Some of the senators complained that a thorough analysis of contract
documents attached to the report showed that at a time Nigeria is
experiencing perhaps its worst economic downturn in recent times,
Buhari’s adviser on the Niger Delta Amnesty Programme appears only
concerned about awarding “frivolous” contracts.
“We expected him to restructure the budget he inherited from his
predecessor at the Amnesty Office to fit into current economic realities
and in line with the anti-corruption crusade of President Buhari.

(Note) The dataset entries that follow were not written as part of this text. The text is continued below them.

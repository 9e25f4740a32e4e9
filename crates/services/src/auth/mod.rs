use bson::oid::ObjectId;
use chrono::{Duration, Utc};
use jsonwebtoken::{DecodingKey, EncodingKey, Header, Validation, decode, encode};
use mariecard_config::{AdminSettings, JwtSettings};
use serde::{Deserialize, Serialize};
use thiserror::Error;

#[derive(Debug, Error)]
pub enum AuthError {
    #[error("Token expired")]
    TokenExpired,
    #[error("Invalid token: {0}")]
    InvalidToken(String),
}

#[derive(Debug, Clone, Serialize, Deserialize)]
pub struct Claims {
    pub sub: String, // user_id
    pub email: String,
    pub iat: i64,
    pub exp: i64,
    pub iss: String,
}

impl Claims {
    pub fn user_id(&self) -> Result<ObjectId, AuthError> {
        ObjectId::parse_str(&self.sub)
            .map_err(|_| AuthError::InvalidToken("Invalid user ID in token".to_string()))
    }
}

#[derive(Debug, Clone, Serialize, Deserialize)]
pub struct AccessToken {
    pub access_token: String,
    pub expires_in: u64,
}

/// Verifies the identity tokens issued by the sign-in collaborator.
pub struct AuthService {
    jwt_settings: JwtSettings,
    encoding_key: EncodingKey,
    decoding_key: DecodingKey,
}

impl AuthService {
    pub fn new(jwt_settings: JwtSettings) -> Self {
        let encoding_key = EncodingKey::from_secret(jwt_settings.secret.as_bytes());
        let decoding_key = DecodingKey::from_secret(jwt_settings.secret.as_bytes());
        Self {
            jwt_settings,
            encoding_key,
            decoding_key,
        }
    }

    pub fn generate_access_token(
        &self,
        user_id: ObjectId,
        email: &str,
    ) -> Result<AccessToken, AuthError> {
        let now = Utc::now();
        let claims = Claims {
            sub: user_id.to_hex(),
            email: email.to_string(),
            iat: now.timestamp(),
            exp: (now + Duration::seconds(self.jwt_settings.access_token_ttl_secs as i64))
                .timestamp(),
            iss: self.jwt_settings.issuer.clone(),
        };

        let access_token = encode(&Header::default(), &claims, &self.encoding_key)
            .map_err(|e| AuthError::InvalidToken(e.to_string()))?;

        Ok(AccessToken {
            access_token,
            expires_in: self.jwt_settings.access_token_ttl_secs,
        })
    }

    pub fn verify_access_token(&self, token: &str) -> Result<Claims, AuthError> {
        let mut validation = Validation::default();
        validation.set_issuer(&[&self.jwt_settings.issuer]);

        let token_data = decode::<Claims>(token, &self.decoding_key, &validation).map_err(
            |e| match e.kind() {
                jsonwebtoken::errors::ErrorKind::ExpiredSignature => AuthError::TokenExpired,
                _ => AuthError::InvalidToken(e.to_string()),
            },
        )?;

        Ok(token_data.claims)
    }
}

/// Who is calling into the core.
#[derive(Debug, Clone, Copy, PartialEq, Eq)]
pub enum Actor {
    /// A signed-in user; may only touch invitations they own.
    User(ObjectId),
    /// Holder of the admin capability; bypasses the ownership predicate.
    Admin,
}

impl Actor {
    pub fn user_id(&self) -> Option<ObjectId> {
        match self {
            Actor::User(id) => Some(*id),
            Actor::Admin => None,
        }
    }
}

/// Capability check for the admin surface.
pub trait AdminGate: Send + Sync {
    fn is_authorized(&self, presented_key: Option<&str>) -> bool;
}

/// Compares the presented key with one shared secret. An unset or blank
/// secret leaves the gate open.
pub struct SharedSecretGate {
    secret: Option<String>,
}

impl SharedSecretGate {
    pub const HEADER: &'static str = "x-admin-key";

    pub fn new(settings: &AdminSettings) -> Self {
        Self {
            secret: settings
                .access_key
                .as_ref()
                .map(|key| key.trim().to_string())
                .filter(|key| !key.is_empty()),
        }
    }
}

impl AdminGate for SharedSecretGate {
    fn is_authorized(&self, presented_key: Option<&str>) -> bool {
        match &self.secret {
            None => true,
            Some(secret) => presented_key == Some(secret.as_str()),
        }
    }
}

Unfortunately Boro is just spending recklessly,” lamented another senator
who did not want to be named.
Credible sources at the Amnesty Office, however, confided in THISDAY that
Boro began the contract awards in November 2015 apparently to beat the
December 31 deadline for the return of unspent monies to the treasury, as
stipulated by the extant financial regulations in Nigeria.
The nation’s financial regulations stipulate that unspent appropriated
funds be returned to the treasury after December 31 every year. However,
the federal government made exemptions for the funding of capital
projects to continue till March 2016.
Latching on to the need to “empower” already trained Niger Delta
ex-agitators, THISDAY sources claimed that some of the contracts did not
follow established guidelines for awards.

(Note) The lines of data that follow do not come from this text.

use std::sync::Arc;

use bson::oid::ObjectId;
use mariecard_config::PublicationSettings;
use mariecard_db::models::{InvitationFilter, InvitationPatch};
use rand::Rng;
use tracing::{info, warn};

use crate::clock::Clock;
use crate::error::{ServiceError, ServiceResult};
use crate::repo::InvitationRepo;

/// Random decimal string of `length` digits that never starts with `0`.
pub fn generate_candidate(length: usize) -> String {
    let mut rng = rand::rng();
    let digits: String = (0..length)
        .map(|_| char::from(b'0' + rng.random_range(0..10u8)))
        .collect();
    fix_leading_zero(digits)
}

fn fix_leading_zero(digits: String) -> String {
    match digits.strip_prefix('0') {
        Some(rest) => format!("1{rest}"),
        None => digits,
    }
}

/// Reserves the short numeric id under which an invitation is shared.
pub struct PublicIdService {
    invitations: Arc<dyn InvitationRepo>,
    clock: Arc<dyn Clock>,
    length: usize,
    attempts: u32,
}

impl PublicIdService {
    pub fn new(
        invitations: Arc<dyn InvitationRepo>,
        clock: Arc<dyn Clock>,
        settings: &PublicationSettings,
    ) -> Self {
        Self {
            invitations,
            clock,
            length: settings.public_id_length,
            attempts: settings.public_id_attempts,
        }
    }

    /// Returns `current` untouched when the invitation already has an id;
    /// otherwise draws candidates until one is unused and stores it.
    ///
    /// The write only lands on a row without a public id, so a caller with a
    /// stale `current` gets the id another caller stored first.
    /// `owner` scopes the write; `None` writes on behalf of an admin.
    pub async fn ensure(
        &self,
        invitation_id: ObjectId,
        owner: Option<ObjectId>,
        current: Option<&str>,
    ) -> ServiceResult<String> {
        if let Some(existing) = current.filter(|id| !id.is_empty()) {
            return Ok(existing.to_string());
        }

        for _ in 0..self.attempts {
            let candidate = generate_candidate(self.length);
            if self
                .invitations
                .find_by_public_id(&candidate)
                .await?
                .is_some()
            {
                continue;
            }

            let patch = InvitationPatch {
                public_id: Some(candidate.clone()),
                ..Default::default()
            };
            let filter = InvitationFilter::by_id(invitation_id)
                .owned_by(owner)
                .without_public_id();
            if self
                .invitations
                .update(filter, patch, self.clock.now_bson())
                .await?
                .is_some()
            {
                info!(%invitation_id, public_id = %candidate, "Assigned public id");
                return Ok(candidate);
            }
            return self.assigned(invitation_id, owner).await;
        }

        warn!(%invitation_id, attempts = self.attempts, "Public id generation exhausted");
        Err(ServiceError::PublicIdExhausted {
            attempts: self.attempts,
        })
    }

    /// The id stored by whoever won the assignment.
    async fn assigned(
        &self,
        invitation_id: ObjectId,
        owner: Option<ObjectId>,
    ) -> ServiceResult<String> {
        let invitation = self
            .invitations
            .find_by_id(invitation_id)
            .await?
            .filter(|invitation| owner.is_none_or(|owner| invitation.user_id == owner))
            .ok_or(ServiceError::NotFound("Invitation"))?;

        if !invitation.has_public_id() {
            return Err(ServiceError::Conflict);
        }
        let public_id = invitation.public_id.unwrap_or_default();
        info!(%invitation_id, %public_id, "Public id already assigned");
        Ok(public_id)
    }
}
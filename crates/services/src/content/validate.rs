use mariecard_db::models::ContentDocument;

/// One message per missing required field. Empty means publishable.
pub fn validate(doc: &ContentDocument) -> Vec<String> {
    let required = [
        (doc.couple.groom_name.as_str(), "Groom name is required."),
        (doc.couple.bride_name.as_str(), "Bride name is required."),
        (doc.wedding.header_label.as_str(), "Header date label is required."),
        (doc.details_section.venue_name.as_str(), "Venue name is required."),
        (doc.details_section.address.as_str(), "Venue address is required."),
    ];

    let mut errors: Vec<String> = required
        .iter()
        .filter(|(value, _)| value.trim().is_empty())
        .map(|(_, message)| message.to_string())
        .collect();

    if doc.hero_section.images.is_empty() {
        errors.push("At least one hero image is required.".to_string());
    }
    if doc.gallery_section.images.is_empty() {
        errors.push("At least one gallery image is required.".to_string());
    }

    errors
}
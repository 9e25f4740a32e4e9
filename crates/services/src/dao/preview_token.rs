use bson::{doc, oid::ObjectId};
use mongodb::Database;
use mariecard_db::models::PreviewToken;

use super::base::{BaseDao, DaoResult};
use crate::repo::PreviewTokenRepo;

pub struct PreviewTokenDao {
    pub base: BaseDao<PreviewToken>,
}

impl PreviewTokenDao {
    pub fn new(db: &Database) -> Self {
        Self {
            base: BaseDao::new(db, PreviewToken::COLLECTION),
        }
    }
}

#[async_trait::async_trait]
impl PreviewTokenRepo for PreviewTokenDao {
    async fn insert(&self, token: &PreviewToken) -> DaoResult<ObjectId> {
        self.base.insert_one(token).await
    }

    async fn find_by_token(&self, token: &str) -> DaoResult<Option<PreviewToken>> {
        self.base.find_one(doc! { "token": token }).await
    }
}
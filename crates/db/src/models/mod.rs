pub mod content;
pub mod invitation;
pub mod invitation_content;
pub mod preview_token;

pub use content::*;
pub use invitation::{Invitation, InvitationFilter, InvitationPatch, InvitationStatus};
pub use invitation_content::{InvitationContent, Lineage};
pub use preview_token::PreviewToken;
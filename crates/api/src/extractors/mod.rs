pub mod admin;
pub mod auth;
pub mod invitation_id;
pub mod json;
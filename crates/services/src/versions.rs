use std::sync::Arc;

use bson::{DateTime, oid::ObjectId};
use mariecard_db::models::{ContentDocument, InvitationContent, Lineage};
use serde::Serialize;
use tracing::{debug, info, warn};

use crate::clock::Clock;
use crate::content::{TemplateProvider, is_legacy_empty_content, normalize};
use crate::dao::base::DaoError;
use crate::error::ServiceResult;
use crate::repo::ContentRepo;

/// One stored version, already normalized.
#[derive(Debug, Clone, Serialize)]
pub struct ContentVersion {
    pub version: i64,
    pub content: ContentDocument,
    pub created_at: DateTime,
}

/// Append-only history of an invitation's content, one sequence per lineage.
pub struct VersionStore {
    contents: Arc<dyn ContentRepo>,
    template: Arc<dyn TemplateProvider>,
    clock: Arc<dyn Clock>,
}

impl VersionStore {
    pub fn new(
        contents: Arc<dyn ContentRepo>,
        template: Arc<dyn TemplateProvider>,
        clock: Arc<dyn Clock>,
    ) -> Self {
        Self {
            contents,
            template,
            clock,
        }
    }

    pub fn blank(&self) -> ContentDocument {
        self.template.blank()
    }

    pub async fn get_latest(
        &self,
        invitation_id: ObjectId,
        lineage: Lineage,
    ) -> ServiceResult<Option<ContentVersion>> {
        let row = self.contents.latest(invitation_id, lineage).await?;
        Ok(row.map(|row| self.to_version(&row)))
    }

    /// Stores `content` as the next version of `lineage` and returns its
    /// number. Concurrent appends are not serialized.
    pub async fn append(
        &self,
        invitation_id: ObjectId,
        content: &ContentDocument,
        lineage: Lineage,
    ) -> ServiceResult<i64> {
        let latest = self.contents.latest(invitation_id, lineage).await?;
        let version = latest.map_or(1, |row| row.version + 1);

        let row = InvitationContent {
            id: None,
            invitation_id,
            version,
            is_published_snapshot: lineage.is_published_snapshot(),
            content_json: content.to_json().map_err(DaoError::from)?,
            created_at: self.clock.now_bson(),
        };
        self.contents.insert(&row).await?;

        debug!(%invitation_id, version, ?lineage, "Appended content version");
        Ok(version)
    }

    /// Latest draft, creating version 1 from the template when there is
    /// none. A draft left behind by the old empty seed is superseded by a
    /// fresh template version.
    pub async fn load_or_seed_draft(&self, invitation_id: ObjectId) -> ServiceResult<ContentVersion> {
        let Some(row) = self.contents.latest(invitation_id, Lineage::Draft).await? else {
            let blank = self.template.blank();
            let version = self.append(invitation_id, &blank, Lineage::Draft).await?;
            info!(%invitation_id, version, "Seeded draft from template");
            return Ok(ContentVersion {
                version,
                content: blank,
                created_at: self.clock.now_bson(),
            });
        };

        if !is_legacy_empty_content(&row.content_json) {
            return Ok(self.to_version(&row));
        }

        let blank = self.template.blank();
        match self.append(invitation_id, &blank, Lineage::Draft).await {
            Ok(version) => {
                info!(%invitation_id, version, "Re-seeded legacy empty draft");
                Ok(ContentVersion {
                    version,
                    content: blank,
                    created_at: self.clock.now_bson(),
                })
            }
            Err(e) => {
                warn!(%invitation_id, error = %e, "Failed to re-seed legacy draft");
                Ok(self.to_version(&row))
            }
        }
    }

    fn to_version(&self, row: &InvitationContent) -> ContentVersion {
        ContentVersion {
            version: row.version,
            content: normalize(&row.content_json, &self.template.blank()),
            created_at: row.created_at,
        }
    }
}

Said a source: “In several instances, the same contractors used by the
former administration of Kingsley Kuku, who already had due clearance
from the Bureau of Public Procurement (BPP) were rushed in to handle the
so-called empowerment contracts.”
According to an angry senator, the contract awards occurred in spite of
the fact that several of the Amnesty Programme’s trainees in universities
abroad were either stranded or had been repatriated due to their inability
to meet with their financial obligations to their schools.

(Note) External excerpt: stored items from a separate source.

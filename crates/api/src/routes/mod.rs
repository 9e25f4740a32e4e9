pub mod admin;
pub mod invitation;
pub mod public;
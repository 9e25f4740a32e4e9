use axum::{
    Json,
    extract::{Path, State},
};
use mariecard_db::models::ContentDocument;
use serde::Serialize;

use super::invitation::rfc3339;
use crate::{error::ApiError, extractors::auth::MaybeAuthUser, state::AppState};

#[derive(Debug, Serialize)]
pub struct PublicInvitationResponse {
    pub public_id: String,
    pub title: String,
    pub published_at: Option<String>,
    pub version: i64,
    pub content: ContentDocument,
}

#[derive(Debug, Serialize)]
pub struct PreviewContentResponse {
    pub content: Option<ContentDocument>,
    pub reason: Option<String>,
}

pub async fn invitation(
    State(state): State<AppState>,
    Path(public_id): Path<String>,
) -> Result<Json<PublicInvitationResponse>, ApiError> {
    let public = state.services.publication.public_content(&public_id).await?;

    Ok(Json(PublicInvitationResponse {
        public_id: public.public_id,
        title: public.title,
        published_at: public.published_at.map(rfc3339),
        version: public.version,
        content: public.content,
    }))
}

/// Denials come back as `reason` with status 200 so the preview page can
/// explain them.
pub async fn preview(
    State(state): State<AppState>,
    user: MaybeAuthUser,
    Path(token): Path<String>,
) -> Result<Json<PreviewContentResponse>, ApiError> {
    let resolution = state
        .services
        .preview
        .resolve(&token, user.user_id())
        .await?;

    Ok(Json(PreviewContentResponse {
        content: resolution.content,
        reason: resolution.reason.map(|reason| reason.as_str().to_string()),
    }))
}
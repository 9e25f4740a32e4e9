use mariecard_db::models::{
    AccountInfo, AccountSection, CalendarSection, ContentDocument, Couple, DEFAULT_GALLERY_ASPECT,
    DetailItem, DetailsSection, Footer, GalleryImageItem, GallerySection, HeroMedia, HeroSection,
    ImageItem, IntroSection, MapLink, MediaType, ShareMeta, Wedding,
};

pub const PLACEHOLDER_IMAGE: &str = "/img/placeholder-gray.svg";

const HERO_IMAGE_COUNT: usize = 3;
const GALLERY_IMAGE_COUNT: usize = 12;

/// Source of the canonical blank document: the normalization fallback and
/// the seed of every new draft.
pub trait TemplateProvider: Send + Sync {
    fn blank(&self) -> ContentDocument;
}

#[derive(Debug, Default, Clone, Copy)]
pub struct DefaultTemplate;

impl TemplateProvider for DefaultTemplate {
    fn blank(&self) -> ContentDocument {
        blank_document()
    }
}

pub fn blank_document() -> ContentDocument {
    let hero_images = (1..=HERO_IMAGE_COUNT)
        .map(|n| ImageItem {
            src: PLACEHOLDER_IMAGE.to_string(),
            alt: format!("section-image-{n}"),
        })
        .collect();

    let gallery_images = (1..=GALLERY_IMAGE_COUNT)
        .map(|n| GalleryImageItem {
            src: PLACEHOLDER_IMAGE.to_string(),
            alt: format!("gallery-image-{n}"),
            title: String::new(),
            aspect: DEFAULT_GALLERY_ASPECT.to_string(),
        })
        .collect();

    ContentDocument {
        couple: Couple {
            groom_name: "Daniel Hong, son of Gildong Hong".to_string(),
            bride_name: "Sarah Lee, daughter of Minho Lee".to_string(),
            display_name: "Daniel & Sarah".to_string(),
        },
        wedding: Wedding {
            date_label: "Saturday, February 14, 2026 at 5 PM".to_string(),
            header_label: "Feb 14, 2026 · 5 PM".to_string(),
        },
        hero_media: HeroMedia {
            media_type: MediaType::Image,
            mobile_src: PLACEHOLDER_IMAGE.to_string(),
            desktop_src: PLACEHOLDER_IMAGE.to_string(),
            poster: PLACEHOLDER_IMAGE.to_string(),
        },
        hero_section: HeroSection {
            title: "Saturday, February 14, 2026 at 5 PM\nRaum Art Center".to_string(),
            images: hero_images,
        },
        intro_section: IntroSection {
            title: "After years of sharing our days,\nwe are taking our first step as a family."
                .to_string(),
            description: "We would be honored to celebrate this day with the people we love."
                .to_string(),
            image: ImageItem {
                src: PLACEHOLDER_IMAGE.to_string(),
                alt: "intro-image".to_string(),
            },
        },
        gallery_section: GallerySection {
            title: "Gallery".to_string(),
            more_label: "Show more photos".to_string(),
            images: gallery_images,
        },
        calendar_section: CalendarSection {
            title: "Save the date".to_string(),
            selected_date: "2026-02-14".to_string(),
        },
        details_section: DetailsSection {
            venue_name: "Raum Art Center".to_string(),
            venue_description: "Ceremony and dinner are held in the same hall.".to_string(),
            address: "564 Eonju-ro, Gangnam-gu, Seoul".to_string(),
            detail_address: String::new(),
            station_description: "7 minutes on foot from Seonjeongneung station, exit 4"
                .to_string(),
            map_links: vec![
                MapLink {
                    name: "Kakao Map".to_string(),
                    icon: "/icon/kakaomap.png".to_string(),
                    url: "https://map.kakao.com".to_string(),
                },
                MapLink {
                    name: "Naver Map".to_string(),
                    icon: "/icon/navermap.png".to_string(),
                    url: "https://map.naver.com".to_string(),
                },
                MapLink {
                    name: "TMAP".to_string(),
                    icon: "/icon/tmap.png".to_string(),
                    url: "https://www.tmap.co.kr".to_string(),
                },
            ],
            items: vec![
                DetailItem {
                    title: "Parking".to_string(),
                    description: "Parking is available in the building, free for 2 hours."
                        .to_string(),
                },
                DetailItem {
                    title: "Shuttle".to_string(),
                    description: "A shuttle runs every 20 minutes from an hour before."
                        .to_string(),
                },
            ],
        },
        account_section: AccountSection {
            title: "Sending your heart".to_string(),
            description_top: "For guests who cannot attend in person.".to_string(),
            description_bottom: "Thank you for your warm wishes.".to_string(),
            groom_title: "Groom's side".to_string(),
            bride_title: "Bride's side".to_string(),
            groom_accounts: vec![AccountInfo {
                name: "Groom".to_string(),
                account: "1002-123-456789".to_string(),
                bank: "Woori Bank".to_string(),
                holder: "Daniel Hong".to_string(),
            }],
            bride_accounts: vec![AccountInfo {
                name: "Bride".to_string(),
                account: "110-987-654321".to_string(),
                bank: "Shinhan Bank".to_string(),
                holder: "Sarah Lee".to_string(),
            }],
        },
        share: ShareMeta {
            kakao_title: "You're invited".to_string(),
            kakao_description: "Saturday, February 14, 2026 at 5 PM, Raum Art Center".to_string(),
            og_image_url: PLACEHOLDER_IMAGE.to_string(),
            kakao_image_url: PLACEHOLDER_IMAGE.to_string(),
            image_url: PLACEHOLDER_IMAGE.to_string(),
            button_title: "Open invitation".to_string(),
        },
        footer: Footer {
            tagline: "Thank you for being with us.".to_string(),
            name_line: "Daniel & Sarah".to_string(),
            date_line: "2026.02.14".to_string(),
        },
    }
}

The senator said his investigations had revealed that under the guise
that there was no money to pay the ex-militants’ tuition and in-training
allowances, Boro had ordered the students in universities in the UK,
United States of America, Canada, United Arab Emirates, Russia, the
Philippines, Belarus and elsewhere abroad, to return to Nigeria.
“Several of them have since returned and are on the verge of being placed
in Nigerian universities to continue their education. The Amnesty Office
cannot afford to deploy or maintain delegates offshore anymore,” he quoted
a senior official of the Education Department of the Amnesty Office as
saying.
The senator said officials of the Amnesty Office told him that N510
million was paid to an institution, Westerfield Colleges, to prepare 150
students for the Unified Tertiary Matriculation Examination (UTME).
This transaction, according to him, stipulated that over a period
spanning just two months, Westerfield Colleges would prepare the students
for the UTME organised by JAMB at a cost of N3.4 million per delegate.
“The same Boro who has been telling Nigerians that the Amnesty Office does
not have money to fund the education of students abroad is the one
awarding a contract worth N510 million to an institution to organise JAMB
classes for fresh students. This is really very silly and embarrassing,”
he said.
Even more curious, he claimed, was the fact that the payment of the N510
million by the Amnesty Office was not treated as a contract, hence no
award letter was issued to Westerfield.
Rather, the senator further claimed, Boro in glaring breach of the
Procurement Act and other extant financial regulations of the federal
government, ordered that the payment to Westerfield be passed off as a
direct payment to a school and students.
Efforts to reach Boro and his media consultant, Mr. Owei Lakemfa, failed,
as neither of them responded to calls to their mobile phones. A text sent
to Lakemfa’s phone was also not replied.